> [Task data]
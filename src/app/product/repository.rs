//! 产品仓储
//!
//! 每个操作都完整地读取集合、修改、再整体写回，之间不保留缓存。

use std::sync::Arc;
use tracing::debug;
use uuid::Uuid;

use super::model::{normalize_name, Product, ProductPatch};
use crate::core::error::CatalogError;
use crate::core::response::DeleteConfirmation;
use crate::infrastructure::store::ProductStore;

#[derive(Clone)]
pub struct ProductRepository {
    store: Arc<dyn ProductStore>,
}

impl ProductRepository {
    pub fn new(store: Arc<dyn ProductStore>) -> Self {
        Self { store }
    }

    pub fn location(&self) -> String {
        self.store.location()
    }

    pub fn list_all(&self) -> Result<Vec<Product>, CatalogError> {
        self.store.load()
    }

    pub fn find(&self, id: Uuid) -> Result<Option<Product>, CatalogError> {
        Ok(self.list_all()?.into_iter().find(|p| p.id == id))
    }

    pub fn add(&self, product: Product) -> Result<Product, CatalogError> {
        let mut products = self.store.load()?;

        let normalized = product.normalized_name();
        if products.iter().any(|p| normalize_name(&p.name) == normalized) {
            return Err(CatalogError::DuplicateName { name: product.name });
        }

        products.push(product.clone());
        self.store.save(&products)?;
        debug!("新增产品 {} ({})", product.name, product.id);
        Ok(product)
    }

    pub fn remove(&self, id: Uuid) -> Result<DeleteConfirmation, CatalogError> {
        let products = self.store.load()?;
        let before = products.len();
        let remaining: Vec<Product> = products.into_iter().filter(|p| p.id != id).collect();

        if remaining.len() == before {
            return Err(CatalogError::NotFound("Product not found.".to_string()));
        }

        self.store.save(&remaining)?;
        debug!("删除产品 {}", id);
        Ok(DeleteConfirmation::deleted(id))
    }

    pub fn update(&self, id: Uuid, patch: ProductPatch) -> Result<Product, CatalogError> {
        let mut products = self.store.load()?;
        let product = products
            .iter_mut()
            .find(|p| p.id == id)
            .ok_or_else(|| CatalogError::NotFound("Product not found.".to_string()))?;

        product.apply(patch);
        let updated = product.clone();

        self.store.save(&products)?;
        debug!("更新产品 {}", id);
        Ok(updated)
    }
}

> [Aim of the exercise] Return all lines above that mention the word "before".

> [Output for this exercise]
        let before = products.len();
        if remaining.len() == before {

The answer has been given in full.